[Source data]
────────────────────────────────────────

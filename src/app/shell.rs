use crate::adapters::format_currency;
use crate::core::engine::{CalculationOutcome, PricingEngine};
use crate::core::form::CalculatorForm;
use crate::domain::model::AddonOption;
use crate::domain::ports::Presenter;
use crate::utils::error::{PricerError, Result};
use std::io::Write;

pub const HELP: &str = "\
Commands:
  yarn <grams>              set the yarn weight
  packaging <amount>        set the additional packaging cost
  margin <amount>           set your custom margin
  check <addon> [qty]       select an add-on
  uncheck <addon>           deselect an add-on
  qty <addon> <n>           change an add-on quantity
  addons                    list the add-ons and their state
  show                      show the current form
  calc                      calculate the price
  reset                     clear the form
  help                      show this text
  quit                      leave";

#[derive(Debug, Clone, PartialEq, Eq)]
pub enum ShellCommand {
    SetYarnWeight(String),
    SetPackaging(String),
    SetMargin(String),
    Check { name: String, quantity: Option<String> },
    Uncheck(String),
    SetQuantity { name: String, quantity: String },
    ListAddons,
    Show,
    Calculate,
    Reset,
    Help,
    Quit,
}

fn invalid(message: impl Into<String>) -> PricerError {
    PricerError::InvalidCommand {
        message: message.into(),
    }
}

/// Last token, when it looks like a whole number, is treated as a quantity.
fn split_trailing_number(rest: &str) -> (&str, Option<&str>) {
    match rest.rsplit_once(char::is_whitespace) {
        Some((head, tail)) if tail.parse::<i64>().is_ok() && !head.trim().is_empty() => {
            (head.trim(), Some(tail))
        }
        _ => (rest, None),
    }
}

impl ShellCommand {
    /// Returns `Ok(None)` for blank lines and comments.
    pub fn parse(line: &str) -> Result<Option<Self>> {
        let line = line.trim();
        if line.is_empty() || line.starts_with('#') {
            return Ok(None);
        }

        let (keyword, rest) = match line.split_once(char::is_whitespace) {
            Some((keyword, rest)) => (keyword, rest.trim()),
            None => (line, ""),
        };

        let needs_arg = |what: &str| -> Result<String> {
            if rest.is_empty() {
                Err(invalid(format!("'{}' needs {}", keyword, what)))
            } else {
                Ok(rest.to_string())
            }
        };

        let command = match keyword.to_ascii_lowercase().as_str() {
            "yarn" => ShellCommand::SetYarnWeight(needs_arg("a weight in grams")?),
            "packaging" => ShellCommand::SetPackaging(needs_arg("an amount")?),
            "margin" => ShellCommand::SetMargin(needs_arg("an amount")?),
            "check" => {
                let rest = needs_arg("an add-on name")?;
                let (name, quantity) = split_trailing_number(&rest);
                ShellCommand::Check {
                    name: name.to_string(),
                    quantity: quantity.map(str::to_string),
                }
            }
            "uncheck" => ShellCommand::Uncheck(needs_arg("an add-on name")?),
            "qty" => {
                let rest = needs_arg("an add-on name and a quantity")?;
                match rest.rsplit_once(char::is_whitespace) {
                    Some((name, quantity)) if !name.trim().is_empty() => ShellCommand::SetQuantity {
                        name: name.trim().to_string(),
                        quantity: quantity.to_string(),
                    },
                    _ => return Err(invalid("usage: qty <addon> <n>")),
                }
            }
            "addons" => ShellCommand::ListAddons,
            "show" => ShellCommand::Show,
            "calc" | "calculate" => ShellCommand::Calculate,
            "reset" => ShellCommand::Reset,
            "help" | "?" => ShellCommand::Help,
            "quit" | "exit" => ShellCommand::Quit,
            other => return Err(invalid(format!("unknown command '{}'", other))),
        };

        Ok(Some(command))
    }
}

/// A live form plus the engine that renders its results.
pub struct Session<P: Presenter, W: Write> {
    form: CalculatorForm,
    engine: PricingEngine<P>,
    out: W,
    currency_symbol: String,
}

impl<P: Presenter, W: Write> Session<P, W> {
    pub fn new(catalog: &[AddonOption], presenter: P, out: W, currency_symbol: &str) -> Self {
        Self {
            form: CalculatorForm::new(catalog),
            engine: PricingEngine::new(presenter),
            out,
            currency_symbol: currency_symbol.to_string(),
        }
    }

    pub fn form(&self) -> &CalculatorForm {
        &self.form
    }

    /// Runs one command. Returns `false` once the user asked to quit.
    pub fn execute(&mut self, command: ShellCommand) -> Result<bool> {
        match command {
            ShellCommand::SetYarnWeight(value) => self.form.yarn_weight = value,
            ShellCommand::SetPackaging(value) => self.form.additional_packaging = value,
            ShellCommand::SetMargin(value) => self.form.custom_margin = value,
            ShellCommand::Check { name, quantity } => {
                self.form.check(&name, quantity.as_deref())?
            }
            ShellCommand::Uncheck(name) => self.form.uncheck(&name)?,
            ShellCommand::SetQuantity { name, quantity } => {
                self.form.set_quantity(&name, &quantity)?
            }
            ShellCommand::ListAddons => self.list_addons()?,
            ShellCommand::Show => self.show()?,
            ShellCommand::Calculate => {
                if let CalculationOutcome::Rejected(error) = self.engine.calculate(&self.form)? {
                    tracing::debug!(field = error.field(), "calculation rejected");
                }
            }
            ShellCommand::Reset => self.engine.reset(&mut self.form)?,
            ShellCommand::Help => writeln!(self.out, "{}", HELP)?,
            ShellCommand::Quit => return Ok(false),
        }
        Ok(true)
    }

    fn list_addons(&mut self) -> Result<()> {
        for field in self.form.addons() {
            let mark = if field.checked { "x" } else { " " };
            writeln!(
                self.out,
                "[{}] {} ({}) qty {}",
                mark,
                field.option.name,
                format_currency(&self.currency_symbol, field.option.unit_price),
                field.quantity
            )?;
        }
        Ok(())
    }

    fn show(&mut self) -> Result<()> {
        let yarn = if self.form.yarn_weight.is_empty() {
            "(empty)"
        } else {
            self.form.yarn_weight.as_str()
        };
        writeln!(self.out, "yarn weight:          {}", yarn)?;
        writeln!(self.out, "additional packaging: {}", self.form.additional_packaging)?;
        writeln!(self.out, "custom margin:        {}", self.form.custom_margin)?;
        let selected: Vec<String> = self
            .form
            .selected_addons()
            .into_iter()
            .map(|a| format!("{} ({})", a.name, a.quantity))
            .collect();
        if selected.is_empty() {
            writeln!(self.out, "add-ons:              none")?;
        } else {
            writeln!(self.out, "add-ons:              {}", selected.join(", "))?;
        }
        Ok(())
    }
}
use clap::Parser;
use crochet_pricer::adapters::{format_currency, presenter_for};
use crochet_pricer::utils::{logger, validation::Validate};
use crochet_pricer::{CalculationOutcome, CliConfig, PricerConfig, PricerError, PricingEngine};

fn fail(e: &PricerError) -> ! {
    tracing::error!(
        "Run failed: {} (Category: {:?}, Severity: {:?})",
        e,
        e.category(),
        e.severity()
    );
    eprintln!("❌ {}", e.user_friendly_message());
    eprintln!("💡 {}", e.recovery_suggestion());
    std::process::exit(e.exit_code());
}

fn run(cli: &CliConfig) -> Result<i32, PricerError> {
    cli.validate()?;

    let config = PricerConfig::from_file_or_default(&cli.config)?;
    config.validate()?;
    tracing::debug!(
        addons = config.addons.len(),
        currency = config.currency_symbol(),
        "configuration loaded"
    );

    if cli.list_addons {
        for addon in &config.addons {
            println!(
                "{}: {}",
                addon.name,
                format_currency(config.currency_symbol(), addon.unit_price)
            );
        }
        return Ok(0);
    }

    let form = cli.build_form(&config)?;
    let stdout = std::io::stdout();
    let presenter = presenter_for(cli.format, config.currency_symbol(), stdout.lock());
    let mut engine = PricingEngine::new(presenter);

    match engine.calculate(&form)? {
        CalculationOutcome::Priced(_) => Ok(0),
        CalculationOutcome::Rejected(error) => Ok(PricerError::from(error).exit_code()),
    }
}

fn main() {
    let cli = CliConfig::parse();

    if cli.log_json {
        logger::init_json_logger();
    } else {
        logger::init_cli_logger(cli.verbose);
    }
    tracing::debug!("CLI config: {:?}", cli);

    match run(&cli) {
        Ok(0) => {}
        Ok(code) => std::process::exit(code),
        Err(e) => fail(&e),
    }
}
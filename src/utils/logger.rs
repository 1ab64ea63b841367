use tracing_subscriber::{layer::SubscriberExt, util::SubscriberInitExt, EnvFilter};

// Logs go to stderr; stdout carries the rendered price.
pub fn init_cli_logger(verbose: bool) {
    let filter = if verbose {
        EnvFilter::try_from_default_env()
            .unwrap_or_else(|_| EnvFilter::new("crochet_pricer=debug,info"))
    } else {
        EnvFilter::try_from_default_env().unwrap_or_else(|_| EnvFilter::new("crochet_pricer=warn"))
    };

    tracing_subscriber::registry()
        .with(filter)
        .with(
            tracing_subscriber::fmt::layer()
                .with_writer(std::io::stderr)
                .with_target(false)
                .with_thread_ids(false)
                .with_file(false)
                .with_line_number(false)
                .compact(),
        )
        .init();
}

/// Structured variant for scripted runs that collect logs.
pub fn init_json_logger() {
    let filter =
        EnvFilter::try_from_default_env().unwrap_or_else(|_| EnvFilter::new("crochet_pricer=info"));

    tracing_subscriber::registry()
        .with(filter)
        .with(
            tracing_subscriber::fmt::layer()
                .with_writer(std::io::stderr)
                .with_target(false)
                .with_thread_ids(false)
                .with_file(false)
                .with_line_number(false)
                .json(),
        )
        .init();
}
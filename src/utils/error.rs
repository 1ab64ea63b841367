use thiserror::Error;

/// A rejected form submission. The messages are shown to the user verbatim.
#[derive(Error, Debug, Clone, Copy, PartialEq, Eq)]
pub enum ValidationError {
    #[error("Please enter yarn weight in grams")]
    MissingYarnWeight,

    #[error("Yarn weight cannot be negative")]
    NegativeYarnWeight,

    #[error("Additional packaging cost cannot be negative")]
    NegativeAdditionalPackaging,

    #[error("Custom margin cannot be negative")]
    NegativeCustomMargin,

    /// An entered amount, or one derived from it, does not fit the money type.
    #[error("{} is too large to price", field_label(.field))]
    AmountTooLarge { field: &'static str },
}

fn field_label(field: &str) -> &'static str {
    match field {
        "yarn_weight" => "Yarn weight",
        "additional_packaging" => "Additional packaging cost",
        "custom_margin" => "Custom margin",
        "addons" => "Add-on total",
        "subtotal" => "Subtotal",
        _ => "Final price",
    }
}

impl ValidationError {
    /// Name of the form field the error refers to.
    pub fn field(&self) -> &'static str {
        match self {
            ValidationError::MissingYarnWeight | ValidationError::NegativeYarnWeight => {
                "yarn_weight"
            }
            ValidationError::NegativeAdditionalPackaging => "additional_packaging",
            ValidationError::NegativeCustomMargin => "custom_margin",
            ValidationError::AmountTooLarge { field } => *field,
        }
    }
}

#[derive(Error, Debug)]
pub enum PricerError {
    #[error("Invalid input: {0}")]
    Validation(#[from] ValidationError),

    #[error("Unknown add-on: {name}")]
    UnknownAddon { name: String },

    #[error("IO error: {0}")]
    IoError(#[from] std::io::Error),

    #[error("Serialization error: {0}")]
    SerializationError(#[from] serde_json::Error),

    #[error("CSV output error: {0}")]
    CsvError(#[from] csv::Error),

    #[error("TOML parsing error: {0}")]
    TomlError(#[from] toml::de::Error),

    #[error("Configuration error: {message}")]
    ConfigError { message: String },

    #[error("Invalid value '{value}' for {field}: {reason}")]
    InvalidConfigValueError {
        field: String,
        value: String,
        reason: String,
    },

    #[error("Invalid command: {message}")]
    InvalidCommand { message: String },
}

#[derive(Debug, Clone, Copy, PartialEq, Eq)]
pub enum ErrorCategory {
    Input,
    Configuration,
    System,
}

#[derive(Debug, Clone, Copy, PartialEq, Eq, PartialOrd, Ord)]
pub enum ErrorSeverity {
    Low,
    Medium,
    High,
    Critical,
}

impl PricerError {
    pub fn category(&self) -> ErrorCategory {
        match self {
            PricerError::Validation(_)
            | PricerError::UnknownAddon { .. }
            | PricerError::InvalidCommand { .. } => ErrorCategory::Input,
            PricerError::TomlError(_)
            | PricerError::ConfigError { .. }
            | PricerError::InvalidConfigValueError { .. } => ErrorCategory::Configuration,
            PricerError::IoError(_)
            | PricerError::SerializationError(_)
            | PricerError::CsvError(_) => ErrorCategory::System,
        }
    }

    pub fn severity(&self) -> ErrorSeverity {
        match self.category() {
            ErrorCategory::Input => ErrorSeverity::Medium,
            ErrorCategory::Configuration => ErrorSeverity::High,
            ErrorCategory::System => ErrorSeverity::Critical,
        }
    }

    pub fn user_friendly_message(&self) -> String {
        match self {
            PricerError::Validation(e) => e.to_string(),
            PricerError::UnknownAddon { name } => {
                format!("There is no add-on called '{}'", name)
            }
            PricerError::IoError(e) => format!("Could not read or write a file: {}", e),
            PricerError::TomlError(e) => format!("The configuration file is not valid TOML: {}", e),
            PricerError::ConfigError { message } => message.clone(),
            PricerError::InvalidConfigValueError {
                field,
                value,
                reason,
            } => format!("Setting {} = '{}' is invalid: {}", field, value, reason),
            other => other.to_string(),
        }
    }

    pub fn recovery_suggestion(&self) -> &'static str {
        match self {
            PricerError::Validation(_) => "Correct the highlighted field and calculate again",
            PricerError::UnknownAddon { .. } => {
                "Use --list-addons, or 'addons' in the shell, to see what is available"
            }
            PricerError::InvalidCommand { .. } => "Type 'help' to list the available commands",
            PricerError::TomlError(_)
            | PricerError::ConfigError { .. }
            | PricerError::InvalidConfigValueError { .. } => {
                "Check the configuration file against pricer-config.toml"
            }
            PricerError::IoError(_) => "Check that the path exists and is readable",
            PricerError::SerializationError(_) | PricerError::CsvError(_) => {
                "Try a different --format"
            }
        }
    }

    /// Process exit code for a failed run.
    pub fn exit_code(&self) -> i32 {
        match self.severity() {
            ErrorSeverity::Low => 0,
            ErrorSeverity::Medium => 2,
            ErrorSeverity::High => 1,
            ErrorSeverity::Critical => 3,
        }
    }
}

pub type Result<T> = std::result::Result<T, PricerError>;

#[cfg(test)]
mod tests {
    use super::*;

    #[test]
    fn validation_messages_are_fixed() {
        assert_eq!(
            ValidationError::MissingYarnWeight.to_string(),
            "Please enter yarn weight in grams"
        );
        assert_eq!(
            ValidationError::NegativeCustomMargin.to_string(),
            "Custom margin cannot be negative"
        );
        assert_eq!(
            ValidationError::AmountTooLarge { field: "yarn_weight" }.to_string(),
            "Yarn weight is too large to price"
        );
    }

    #[test]
    fn exit_codes_follow_severity() {
        let rejected = PricerError::from(ValidationError::NegativeYarnWeight);
        assert_eq!(rejected.exit_code(), 2);
        assert_eq!(rejected.user_friendly_message(), "Yarn weight cannot be negative");

        let config = PricerError::ConfigError {
            message: "bad".to_string(),
        };
        assert_eq!(config.category(), ErrorCategory::Configuration);
        assert_eq!(config.exit_code(), 1);
    }
}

────────────────────────────────────────

## [What is needed]
Of the lines above, copy each that contains "SetMargin".

## [Solution to this exercise]
    SetMargin(String),
            "margin" => ShellCommand::SetMargin(needs_arg("an amount")?),
            ShellCommand::SetMargin(value) => self.form.custom_margin = value,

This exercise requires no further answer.